▸ ASSIGNMENT
Return a copy of every line in the records that includes the word "ValidationErrors".

Stored data entries:
____________

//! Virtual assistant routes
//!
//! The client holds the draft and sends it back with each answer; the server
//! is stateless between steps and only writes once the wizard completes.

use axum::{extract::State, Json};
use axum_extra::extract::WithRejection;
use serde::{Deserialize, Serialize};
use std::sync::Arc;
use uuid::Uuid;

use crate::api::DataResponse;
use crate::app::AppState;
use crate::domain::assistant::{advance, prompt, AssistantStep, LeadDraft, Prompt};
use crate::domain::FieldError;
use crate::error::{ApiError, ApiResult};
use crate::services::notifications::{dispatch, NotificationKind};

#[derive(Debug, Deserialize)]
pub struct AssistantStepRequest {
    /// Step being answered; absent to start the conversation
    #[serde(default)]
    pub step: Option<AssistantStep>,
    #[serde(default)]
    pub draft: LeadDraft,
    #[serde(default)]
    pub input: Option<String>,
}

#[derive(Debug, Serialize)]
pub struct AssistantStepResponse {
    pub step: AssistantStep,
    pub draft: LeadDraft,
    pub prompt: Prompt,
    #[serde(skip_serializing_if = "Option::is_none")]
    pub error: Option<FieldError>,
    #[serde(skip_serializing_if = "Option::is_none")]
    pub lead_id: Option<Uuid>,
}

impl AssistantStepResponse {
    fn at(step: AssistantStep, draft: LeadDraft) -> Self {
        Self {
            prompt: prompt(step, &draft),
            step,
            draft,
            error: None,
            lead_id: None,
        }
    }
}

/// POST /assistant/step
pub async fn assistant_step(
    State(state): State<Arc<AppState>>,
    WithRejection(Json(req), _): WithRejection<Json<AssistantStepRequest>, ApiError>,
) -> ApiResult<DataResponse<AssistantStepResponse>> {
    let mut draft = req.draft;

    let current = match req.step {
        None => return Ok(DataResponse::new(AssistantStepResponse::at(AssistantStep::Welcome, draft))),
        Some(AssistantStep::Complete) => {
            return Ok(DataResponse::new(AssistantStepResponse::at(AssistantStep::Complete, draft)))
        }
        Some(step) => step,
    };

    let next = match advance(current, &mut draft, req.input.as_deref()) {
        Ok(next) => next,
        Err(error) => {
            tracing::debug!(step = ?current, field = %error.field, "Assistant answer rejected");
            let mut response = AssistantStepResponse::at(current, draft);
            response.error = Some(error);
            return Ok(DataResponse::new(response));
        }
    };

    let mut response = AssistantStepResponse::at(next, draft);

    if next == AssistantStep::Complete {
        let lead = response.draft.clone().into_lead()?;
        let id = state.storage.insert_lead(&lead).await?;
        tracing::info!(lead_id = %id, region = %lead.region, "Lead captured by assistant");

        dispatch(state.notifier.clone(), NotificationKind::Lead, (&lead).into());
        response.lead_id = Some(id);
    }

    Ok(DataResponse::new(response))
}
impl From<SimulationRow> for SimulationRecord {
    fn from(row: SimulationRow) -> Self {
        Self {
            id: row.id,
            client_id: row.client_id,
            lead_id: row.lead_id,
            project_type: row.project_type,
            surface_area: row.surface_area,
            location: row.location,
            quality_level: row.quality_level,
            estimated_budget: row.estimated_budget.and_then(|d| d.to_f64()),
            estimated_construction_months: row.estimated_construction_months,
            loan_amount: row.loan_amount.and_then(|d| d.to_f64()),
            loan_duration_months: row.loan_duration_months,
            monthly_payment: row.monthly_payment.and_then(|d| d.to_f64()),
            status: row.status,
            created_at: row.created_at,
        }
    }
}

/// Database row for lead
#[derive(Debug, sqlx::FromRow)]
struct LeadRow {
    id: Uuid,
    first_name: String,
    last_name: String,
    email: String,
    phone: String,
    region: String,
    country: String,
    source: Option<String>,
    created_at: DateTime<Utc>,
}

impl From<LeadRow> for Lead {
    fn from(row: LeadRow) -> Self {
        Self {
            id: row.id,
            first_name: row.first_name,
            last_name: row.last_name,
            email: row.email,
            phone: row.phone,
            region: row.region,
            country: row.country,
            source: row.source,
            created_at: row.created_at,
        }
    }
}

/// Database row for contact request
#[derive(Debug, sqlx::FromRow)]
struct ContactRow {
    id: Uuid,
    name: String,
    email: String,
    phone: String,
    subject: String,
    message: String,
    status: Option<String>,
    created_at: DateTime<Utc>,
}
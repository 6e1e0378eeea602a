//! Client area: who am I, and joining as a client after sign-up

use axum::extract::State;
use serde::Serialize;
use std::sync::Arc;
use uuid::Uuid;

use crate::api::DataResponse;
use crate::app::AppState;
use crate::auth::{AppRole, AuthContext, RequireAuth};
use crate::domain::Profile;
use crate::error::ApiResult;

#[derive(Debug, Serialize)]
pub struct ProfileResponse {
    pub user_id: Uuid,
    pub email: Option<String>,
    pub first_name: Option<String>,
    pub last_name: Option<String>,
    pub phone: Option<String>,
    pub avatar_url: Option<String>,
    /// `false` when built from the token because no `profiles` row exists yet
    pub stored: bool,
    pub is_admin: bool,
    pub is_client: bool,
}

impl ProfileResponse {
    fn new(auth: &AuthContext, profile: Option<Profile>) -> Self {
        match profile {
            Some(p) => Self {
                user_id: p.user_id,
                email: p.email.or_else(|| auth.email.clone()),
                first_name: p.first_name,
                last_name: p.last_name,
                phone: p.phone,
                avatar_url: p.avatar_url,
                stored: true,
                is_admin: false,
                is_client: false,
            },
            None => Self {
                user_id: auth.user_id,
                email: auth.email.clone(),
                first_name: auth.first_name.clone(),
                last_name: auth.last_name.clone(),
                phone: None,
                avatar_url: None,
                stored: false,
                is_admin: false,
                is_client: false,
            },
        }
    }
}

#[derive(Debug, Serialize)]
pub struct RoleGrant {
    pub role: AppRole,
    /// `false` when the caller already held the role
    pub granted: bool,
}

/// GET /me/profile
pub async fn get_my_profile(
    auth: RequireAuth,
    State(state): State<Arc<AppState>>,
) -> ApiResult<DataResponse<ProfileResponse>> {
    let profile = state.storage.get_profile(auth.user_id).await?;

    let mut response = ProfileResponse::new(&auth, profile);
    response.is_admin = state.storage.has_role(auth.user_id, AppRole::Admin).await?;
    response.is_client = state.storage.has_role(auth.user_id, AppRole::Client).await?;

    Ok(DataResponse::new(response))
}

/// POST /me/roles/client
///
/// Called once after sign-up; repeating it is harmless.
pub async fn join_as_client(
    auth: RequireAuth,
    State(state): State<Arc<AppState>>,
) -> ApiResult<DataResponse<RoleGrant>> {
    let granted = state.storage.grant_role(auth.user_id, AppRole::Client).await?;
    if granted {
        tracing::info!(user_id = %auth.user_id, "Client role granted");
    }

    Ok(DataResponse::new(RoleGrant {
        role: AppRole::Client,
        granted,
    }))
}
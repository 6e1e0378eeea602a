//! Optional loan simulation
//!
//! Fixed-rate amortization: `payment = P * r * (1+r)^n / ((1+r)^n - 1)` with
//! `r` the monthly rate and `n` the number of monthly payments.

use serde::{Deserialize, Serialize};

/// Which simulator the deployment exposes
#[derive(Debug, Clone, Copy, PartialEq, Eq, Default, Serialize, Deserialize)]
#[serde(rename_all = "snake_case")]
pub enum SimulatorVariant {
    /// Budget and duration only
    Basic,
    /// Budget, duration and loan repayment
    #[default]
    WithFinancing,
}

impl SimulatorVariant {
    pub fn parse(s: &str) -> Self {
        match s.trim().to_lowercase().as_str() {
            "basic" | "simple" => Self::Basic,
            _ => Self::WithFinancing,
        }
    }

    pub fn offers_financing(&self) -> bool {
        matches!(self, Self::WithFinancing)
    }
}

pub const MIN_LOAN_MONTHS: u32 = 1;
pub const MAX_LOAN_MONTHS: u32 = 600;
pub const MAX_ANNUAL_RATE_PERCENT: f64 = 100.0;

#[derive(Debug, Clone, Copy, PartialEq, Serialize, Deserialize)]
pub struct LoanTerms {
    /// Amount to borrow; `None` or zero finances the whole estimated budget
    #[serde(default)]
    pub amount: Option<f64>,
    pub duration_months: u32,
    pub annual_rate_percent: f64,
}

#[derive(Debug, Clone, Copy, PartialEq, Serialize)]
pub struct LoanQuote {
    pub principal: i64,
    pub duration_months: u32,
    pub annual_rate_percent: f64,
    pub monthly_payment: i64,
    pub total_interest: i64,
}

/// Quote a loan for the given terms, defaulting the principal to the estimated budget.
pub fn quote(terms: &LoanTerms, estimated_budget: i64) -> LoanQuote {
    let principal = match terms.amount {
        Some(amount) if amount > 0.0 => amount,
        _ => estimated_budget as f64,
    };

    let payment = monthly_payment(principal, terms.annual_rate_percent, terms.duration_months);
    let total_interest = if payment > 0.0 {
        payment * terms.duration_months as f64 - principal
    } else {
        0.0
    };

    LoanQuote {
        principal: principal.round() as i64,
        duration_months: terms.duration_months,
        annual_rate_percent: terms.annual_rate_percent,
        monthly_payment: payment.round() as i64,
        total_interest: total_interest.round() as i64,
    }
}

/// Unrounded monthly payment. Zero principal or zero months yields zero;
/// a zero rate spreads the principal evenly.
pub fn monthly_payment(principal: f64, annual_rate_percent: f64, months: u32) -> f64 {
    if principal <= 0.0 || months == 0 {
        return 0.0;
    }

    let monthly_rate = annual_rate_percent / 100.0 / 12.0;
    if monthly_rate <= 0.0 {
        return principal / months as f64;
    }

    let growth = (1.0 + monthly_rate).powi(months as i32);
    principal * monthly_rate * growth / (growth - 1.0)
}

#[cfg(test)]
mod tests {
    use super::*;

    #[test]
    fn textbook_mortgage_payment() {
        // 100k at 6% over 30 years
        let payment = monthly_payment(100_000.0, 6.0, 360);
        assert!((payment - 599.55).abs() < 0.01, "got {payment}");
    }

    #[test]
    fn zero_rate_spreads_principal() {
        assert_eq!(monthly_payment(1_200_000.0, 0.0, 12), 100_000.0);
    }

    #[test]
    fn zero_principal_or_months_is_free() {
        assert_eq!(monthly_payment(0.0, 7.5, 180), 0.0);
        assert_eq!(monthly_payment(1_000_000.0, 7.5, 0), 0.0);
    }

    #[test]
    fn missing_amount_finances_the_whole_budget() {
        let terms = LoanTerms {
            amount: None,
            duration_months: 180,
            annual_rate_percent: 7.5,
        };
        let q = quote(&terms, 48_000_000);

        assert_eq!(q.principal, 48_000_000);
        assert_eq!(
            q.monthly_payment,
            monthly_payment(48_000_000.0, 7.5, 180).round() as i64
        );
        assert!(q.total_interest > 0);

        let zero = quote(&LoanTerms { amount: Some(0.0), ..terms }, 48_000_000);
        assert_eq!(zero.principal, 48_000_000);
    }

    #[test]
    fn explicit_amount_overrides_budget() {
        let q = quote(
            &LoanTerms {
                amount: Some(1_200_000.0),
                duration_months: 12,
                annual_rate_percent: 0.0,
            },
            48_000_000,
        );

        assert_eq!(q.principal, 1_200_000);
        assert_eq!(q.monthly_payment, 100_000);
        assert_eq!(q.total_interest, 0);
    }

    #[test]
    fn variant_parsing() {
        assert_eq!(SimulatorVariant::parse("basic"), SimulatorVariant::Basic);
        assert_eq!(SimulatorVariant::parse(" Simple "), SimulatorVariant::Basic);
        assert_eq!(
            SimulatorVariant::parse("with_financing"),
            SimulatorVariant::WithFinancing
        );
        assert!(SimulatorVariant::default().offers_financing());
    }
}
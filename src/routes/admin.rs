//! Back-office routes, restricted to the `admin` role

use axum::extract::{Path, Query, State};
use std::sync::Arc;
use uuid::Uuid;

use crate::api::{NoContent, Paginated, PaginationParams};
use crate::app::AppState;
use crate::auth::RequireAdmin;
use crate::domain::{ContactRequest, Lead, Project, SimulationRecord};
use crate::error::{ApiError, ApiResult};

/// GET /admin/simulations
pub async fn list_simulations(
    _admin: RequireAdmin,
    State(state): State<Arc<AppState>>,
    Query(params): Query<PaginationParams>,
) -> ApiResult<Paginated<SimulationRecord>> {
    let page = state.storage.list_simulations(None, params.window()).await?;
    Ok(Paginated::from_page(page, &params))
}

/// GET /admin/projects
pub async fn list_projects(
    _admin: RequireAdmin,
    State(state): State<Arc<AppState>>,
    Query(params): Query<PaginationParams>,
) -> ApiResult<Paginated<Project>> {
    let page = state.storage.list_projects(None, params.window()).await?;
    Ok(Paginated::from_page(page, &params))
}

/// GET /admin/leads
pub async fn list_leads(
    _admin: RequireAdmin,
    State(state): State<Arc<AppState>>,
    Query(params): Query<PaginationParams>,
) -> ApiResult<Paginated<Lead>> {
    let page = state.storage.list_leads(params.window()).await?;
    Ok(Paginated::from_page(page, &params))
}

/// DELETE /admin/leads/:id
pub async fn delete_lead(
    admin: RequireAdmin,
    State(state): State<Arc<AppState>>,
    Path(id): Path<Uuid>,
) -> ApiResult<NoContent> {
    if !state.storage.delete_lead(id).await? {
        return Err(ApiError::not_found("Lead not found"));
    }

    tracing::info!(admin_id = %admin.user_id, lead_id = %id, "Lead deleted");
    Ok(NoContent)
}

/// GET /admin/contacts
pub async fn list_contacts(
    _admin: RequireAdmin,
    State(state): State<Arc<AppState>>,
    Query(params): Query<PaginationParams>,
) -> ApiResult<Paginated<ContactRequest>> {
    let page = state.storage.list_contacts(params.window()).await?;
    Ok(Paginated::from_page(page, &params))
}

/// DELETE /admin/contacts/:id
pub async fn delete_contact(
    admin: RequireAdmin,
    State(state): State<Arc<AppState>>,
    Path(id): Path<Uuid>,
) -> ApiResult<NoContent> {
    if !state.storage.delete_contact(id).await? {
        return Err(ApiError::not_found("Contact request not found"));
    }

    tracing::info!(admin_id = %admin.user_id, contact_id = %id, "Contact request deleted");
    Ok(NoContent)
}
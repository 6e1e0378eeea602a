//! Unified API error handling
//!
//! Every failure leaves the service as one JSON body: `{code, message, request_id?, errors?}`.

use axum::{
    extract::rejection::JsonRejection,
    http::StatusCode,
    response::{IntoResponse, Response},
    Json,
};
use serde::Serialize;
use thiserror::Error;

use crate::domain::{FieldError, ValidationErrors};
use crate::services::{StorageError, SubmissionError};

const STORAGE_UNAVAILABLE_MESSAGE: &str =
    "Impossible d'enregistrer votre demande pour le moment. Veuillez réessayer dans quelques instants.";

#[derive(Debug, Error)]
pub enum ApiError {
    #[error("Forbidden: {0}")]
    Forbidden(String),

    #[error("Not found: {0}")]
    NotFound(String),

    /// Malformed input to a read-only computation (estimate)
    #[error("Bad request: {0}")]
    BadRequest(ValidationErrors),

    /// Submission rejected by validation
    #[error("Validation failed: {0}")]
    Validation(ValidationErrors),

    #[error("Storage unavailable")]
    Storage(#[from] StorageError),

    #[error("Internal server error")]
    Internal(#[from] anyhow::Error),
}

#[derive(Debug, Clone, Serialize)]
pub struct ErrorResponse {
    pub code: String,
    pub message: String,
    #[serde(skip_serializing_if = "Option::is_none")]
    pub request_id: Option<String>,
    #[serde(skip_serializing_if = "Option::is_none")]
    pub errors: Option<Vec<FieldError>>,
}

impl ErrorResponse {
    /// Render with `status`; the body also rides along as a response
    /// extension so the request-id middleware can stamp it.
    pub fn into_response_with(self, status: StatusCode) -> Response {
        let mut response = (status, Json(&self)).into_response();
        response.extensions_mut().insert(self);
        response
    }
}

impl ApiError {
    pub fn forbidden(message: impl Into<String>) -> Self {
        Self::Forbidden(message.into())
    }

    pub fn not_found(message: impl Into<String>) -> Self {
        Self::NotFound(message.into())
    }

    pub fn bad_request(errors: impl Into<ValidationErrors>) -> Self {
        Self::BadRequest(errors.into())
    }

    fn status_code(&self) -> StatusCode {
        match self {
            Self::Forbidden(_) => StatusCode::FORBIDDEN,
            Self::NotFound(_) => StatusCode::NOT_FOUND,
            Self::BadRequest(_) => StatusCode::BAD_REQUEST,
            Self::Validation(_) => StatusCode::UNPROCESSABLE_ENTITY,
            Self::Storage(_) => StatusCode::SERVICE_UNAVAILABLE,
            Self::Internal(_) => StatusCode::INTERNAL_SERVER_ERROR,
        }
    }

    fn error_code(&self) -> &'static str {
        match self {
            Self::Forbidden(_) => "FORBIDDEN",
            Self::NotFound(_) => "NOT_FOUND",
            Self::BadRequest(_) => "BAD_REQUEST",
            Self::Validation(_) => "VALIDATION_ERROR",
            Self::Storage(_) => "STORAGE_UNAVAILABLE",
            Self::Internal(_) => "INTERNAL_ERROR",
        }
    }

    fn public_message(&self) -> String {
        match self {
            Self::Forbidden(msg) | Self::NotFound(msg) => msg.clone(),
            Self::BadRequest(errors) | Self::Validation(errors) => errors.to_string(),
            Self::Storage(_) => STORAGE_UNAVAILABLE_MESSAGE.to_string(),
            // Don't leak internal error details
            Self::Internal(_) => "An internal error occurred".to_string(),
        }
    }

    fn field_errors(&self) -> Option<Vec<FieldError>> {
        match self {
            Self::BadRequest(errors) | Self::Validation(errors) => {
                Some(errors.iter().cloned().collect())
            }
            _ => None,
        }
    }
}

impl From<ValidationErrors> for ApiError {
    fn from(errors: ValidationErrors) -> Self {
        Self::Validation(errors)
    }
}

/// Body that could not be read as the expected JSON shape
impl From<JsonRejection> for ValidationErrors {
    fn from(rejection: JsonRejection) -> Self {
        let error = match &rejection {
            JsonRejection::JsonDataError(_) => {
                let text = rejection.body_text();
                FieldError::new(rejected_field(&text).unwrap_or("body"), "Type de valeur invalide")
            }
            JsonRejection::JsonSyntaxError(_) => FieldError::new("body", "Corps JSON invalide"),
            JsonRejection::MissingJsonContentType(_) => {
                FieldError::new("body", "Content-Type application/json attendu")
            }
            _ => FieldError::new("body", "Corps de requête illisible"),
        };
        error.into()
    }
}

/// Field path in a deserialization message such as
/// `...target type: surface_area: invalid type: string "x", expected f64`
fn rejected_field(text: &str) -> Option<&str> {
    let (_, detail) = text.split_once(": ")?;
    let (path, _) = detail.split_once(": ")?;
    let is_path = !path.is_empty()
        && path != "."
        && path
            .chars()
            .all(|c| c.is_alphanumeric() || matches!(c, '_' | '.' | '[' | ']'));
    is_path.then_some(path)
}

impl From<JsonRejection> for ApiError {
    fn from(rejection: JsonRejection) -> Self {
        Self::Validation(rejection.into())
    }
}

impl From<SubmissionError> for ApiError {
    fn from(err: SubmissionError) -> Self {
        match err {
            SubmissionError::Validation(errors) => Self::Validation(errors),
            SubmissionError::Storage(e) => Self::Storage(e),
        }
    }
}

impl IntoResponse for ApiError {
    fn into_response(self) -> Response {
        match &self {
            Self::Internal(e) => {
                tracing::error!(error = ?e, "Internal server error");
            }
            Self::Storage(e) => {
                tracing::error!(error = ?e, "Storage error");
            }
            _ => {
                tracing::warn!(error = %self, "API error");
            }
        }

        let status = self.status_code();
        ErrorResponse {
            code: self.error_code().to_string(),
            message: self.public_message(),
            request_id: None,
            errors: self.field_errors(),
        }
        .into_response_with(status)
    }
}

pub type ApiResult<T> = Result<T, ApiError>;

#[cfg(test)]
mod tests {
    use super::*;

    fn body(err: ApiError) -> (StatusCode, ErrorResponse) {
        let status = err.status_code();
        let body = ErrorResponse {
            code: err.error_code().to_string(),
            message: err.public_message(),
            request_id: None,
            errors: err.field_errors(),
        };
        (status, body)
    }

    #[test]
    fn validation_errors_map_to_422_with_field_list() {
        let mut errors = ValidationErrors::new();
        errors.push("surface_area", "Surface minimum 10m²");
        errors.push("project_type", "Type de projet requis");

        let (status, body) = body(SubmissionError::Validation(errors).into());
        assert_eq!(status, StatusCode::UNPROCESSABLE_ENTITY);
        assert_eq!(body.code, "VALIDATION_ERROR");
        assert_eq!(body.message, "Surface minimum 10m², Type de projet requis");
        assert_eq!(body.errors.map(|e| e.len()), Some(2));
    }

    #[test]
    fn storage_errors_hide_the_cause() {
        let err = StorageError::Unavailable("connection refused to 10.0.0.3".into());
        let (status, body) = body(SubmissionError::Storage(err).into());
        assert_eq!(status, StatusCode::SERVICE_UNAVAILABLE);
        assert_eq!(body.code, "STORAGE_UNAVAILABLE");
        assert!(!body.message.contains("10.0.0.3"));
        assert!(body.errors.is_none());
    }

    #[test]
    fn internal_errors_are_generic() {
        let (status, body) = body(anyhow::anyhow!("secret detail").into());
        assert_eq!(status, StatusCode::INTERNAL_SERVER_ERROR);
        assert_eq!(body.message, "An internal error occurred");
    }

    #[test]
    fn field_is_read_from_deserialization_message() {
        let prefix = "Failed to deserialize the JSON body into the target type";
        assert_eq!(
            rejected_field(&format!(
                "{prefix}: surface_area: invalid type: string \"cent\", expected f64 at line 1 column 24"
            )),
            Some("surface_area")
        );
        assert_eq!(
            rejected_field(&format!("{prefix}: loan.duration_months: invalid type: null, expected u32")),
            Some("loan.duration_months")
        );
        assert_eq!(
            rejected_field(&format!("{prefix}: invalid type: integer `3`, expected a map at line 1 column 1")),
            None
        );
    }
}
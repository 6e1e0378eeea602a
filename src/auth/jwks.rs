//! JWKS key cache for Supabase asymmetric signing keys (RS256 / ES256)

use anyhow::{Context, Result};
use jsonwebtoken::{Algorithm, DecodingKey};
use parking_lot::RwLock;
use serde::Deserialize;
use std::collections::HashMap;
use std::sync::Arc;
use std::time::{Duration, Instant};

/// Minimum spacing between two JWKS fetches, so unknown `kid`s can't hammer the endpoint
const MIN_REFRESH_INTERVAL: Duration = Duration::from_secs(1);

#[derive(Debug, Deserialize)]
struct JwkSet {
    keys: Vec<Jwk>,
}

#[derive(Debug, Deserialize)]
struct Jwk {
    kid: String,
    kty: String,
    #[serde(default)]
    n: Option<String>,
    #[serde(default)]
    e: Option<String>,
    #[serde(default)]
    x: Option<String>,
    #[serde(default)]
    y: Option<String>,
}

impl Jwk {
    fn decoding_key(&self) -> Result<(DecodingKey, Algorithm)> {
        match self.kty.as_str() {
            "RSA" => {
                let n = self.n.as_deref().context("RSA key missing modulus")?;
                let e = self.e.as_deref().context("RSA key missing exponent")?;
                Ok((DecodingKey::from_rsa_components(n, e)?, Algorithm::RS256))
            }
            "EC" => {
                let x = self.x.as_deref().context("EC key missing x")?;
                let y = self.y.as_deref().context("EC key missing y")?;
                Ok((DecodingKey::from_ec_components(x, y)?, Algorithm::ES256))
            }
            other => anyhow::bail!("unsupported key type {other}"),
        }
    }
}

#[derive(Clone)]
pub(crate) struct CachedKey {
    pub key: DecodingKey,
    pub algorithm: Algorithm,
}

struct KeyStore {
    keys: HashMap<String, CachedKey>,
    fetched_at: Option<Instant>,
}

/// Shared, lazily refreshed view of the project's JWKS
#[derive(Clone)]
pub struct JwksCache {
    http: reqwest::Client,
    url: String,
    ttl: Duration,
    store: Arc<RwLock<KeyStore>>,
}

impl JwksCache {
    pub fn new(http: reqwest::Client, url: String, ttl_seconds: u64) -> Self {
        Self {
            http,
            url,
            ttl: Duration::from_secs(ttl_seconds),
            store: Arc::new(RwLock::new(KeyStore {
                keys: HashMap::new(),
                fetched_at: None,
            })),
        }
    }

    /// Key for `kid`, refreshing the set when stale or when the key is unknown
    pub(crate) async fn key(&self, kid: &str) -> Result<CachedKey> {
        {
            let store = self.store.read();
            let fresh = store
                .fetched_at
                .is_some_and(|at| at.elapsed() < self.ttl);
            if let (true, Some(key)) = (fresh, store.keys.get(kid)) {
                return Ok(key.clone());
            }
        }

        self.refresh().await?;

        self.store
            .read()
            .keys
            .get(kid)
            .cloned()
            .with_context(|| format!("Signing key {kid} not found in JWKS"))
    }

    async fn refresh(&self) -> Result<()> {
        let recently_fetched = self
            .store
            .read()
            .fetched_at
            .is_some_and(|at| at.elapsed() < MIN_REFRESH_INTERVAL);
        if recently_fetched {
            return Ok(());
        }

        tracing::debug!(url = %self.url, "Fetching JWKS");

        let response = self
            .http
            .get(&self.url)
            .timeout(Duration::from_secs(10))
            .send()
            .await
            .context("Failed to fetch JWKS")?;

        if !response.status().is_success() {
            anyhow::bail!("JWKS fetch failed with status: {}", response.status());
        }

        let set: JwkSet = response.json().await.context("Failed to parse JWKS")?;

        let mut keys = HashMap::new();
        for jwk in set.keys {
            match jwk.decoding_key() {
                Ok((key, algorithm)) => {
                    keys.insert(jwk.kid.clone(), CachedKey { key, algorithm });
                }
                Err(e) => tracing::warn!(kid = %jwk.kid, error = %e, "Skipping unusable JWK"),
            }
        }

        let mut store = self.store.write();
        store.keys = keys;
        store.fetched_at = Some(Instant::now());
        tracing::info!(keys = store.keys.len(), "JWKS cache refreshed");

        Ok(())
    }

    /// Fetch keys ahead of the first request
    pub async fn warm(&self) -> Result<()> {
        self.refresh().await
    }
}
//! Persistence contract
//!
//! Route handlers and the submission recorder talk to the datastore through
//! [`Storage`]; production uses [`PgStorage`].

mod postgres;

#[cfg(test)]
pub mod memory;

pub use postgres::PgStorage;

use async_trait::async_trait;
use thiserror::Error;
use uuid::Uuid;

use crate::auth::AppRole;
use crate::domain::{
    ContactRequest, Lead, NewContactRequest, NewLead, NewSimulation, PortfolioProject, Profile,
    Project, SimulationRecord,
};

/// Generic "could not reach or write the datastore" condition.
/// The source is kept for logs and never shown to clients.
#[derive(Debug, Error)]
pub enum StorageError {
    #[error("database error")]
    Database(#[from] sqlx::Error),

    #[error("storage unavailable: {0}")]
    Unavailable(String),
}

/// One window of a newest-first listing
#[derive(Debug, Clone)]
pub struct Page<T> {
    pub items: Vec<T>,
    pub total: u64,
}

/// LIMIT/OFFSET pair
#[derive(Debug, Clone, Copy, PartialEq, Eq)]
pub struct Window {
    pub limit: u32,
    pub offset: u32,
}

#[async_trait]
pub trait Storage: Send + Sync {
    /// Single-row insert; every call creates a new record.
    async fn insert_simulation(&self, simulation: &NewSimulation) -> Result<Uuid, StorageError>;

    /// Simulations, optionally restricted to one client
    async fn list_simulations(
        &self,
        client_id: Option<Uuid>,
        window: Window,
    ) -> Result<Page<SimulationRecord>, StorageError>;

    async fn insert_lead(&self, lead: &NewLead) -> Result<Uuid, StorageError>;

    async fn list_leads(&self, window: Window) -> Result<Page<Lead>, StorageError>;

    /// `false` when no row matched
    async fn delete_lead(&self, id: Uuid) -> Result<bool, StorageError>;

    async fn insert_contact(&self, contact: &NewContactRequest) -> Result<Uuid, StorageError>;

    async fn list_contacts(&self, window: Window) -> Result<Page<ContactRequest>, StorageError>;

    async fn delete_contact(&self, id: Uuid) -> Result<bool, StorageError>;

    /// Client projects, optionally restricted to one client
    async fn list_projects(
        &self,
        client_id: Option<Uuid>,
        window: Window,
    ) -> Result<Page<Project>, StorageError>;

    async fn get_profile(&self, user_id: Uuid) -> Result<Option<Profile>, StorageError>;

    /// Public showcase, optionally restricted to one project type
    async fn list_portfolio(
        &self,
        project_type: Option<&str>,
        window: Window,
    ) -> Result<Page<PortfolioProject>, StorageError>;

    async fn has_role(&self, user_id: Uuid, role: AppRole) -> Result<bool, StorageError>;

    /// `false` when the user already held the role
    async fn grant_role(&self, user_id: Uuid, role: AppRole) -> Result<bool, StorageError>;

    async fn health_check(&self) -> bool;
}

____________

▸ RESULT BELOW
use crate::domain::{FieldError, ValidationErrors};
    BadRequest(ValidationErrors),
    Validation(ValidationErrors),
    pub fn bad_request(errors: impl Into<ValidationErrors>) -> Self {
impl From<ValidationErrors> for ApiError {
    fn from(errors: ValidationErrors) -> Self {
impl From<JsonRejection> for ValidationErrors {
        let mut errors = ValidationErrors::new();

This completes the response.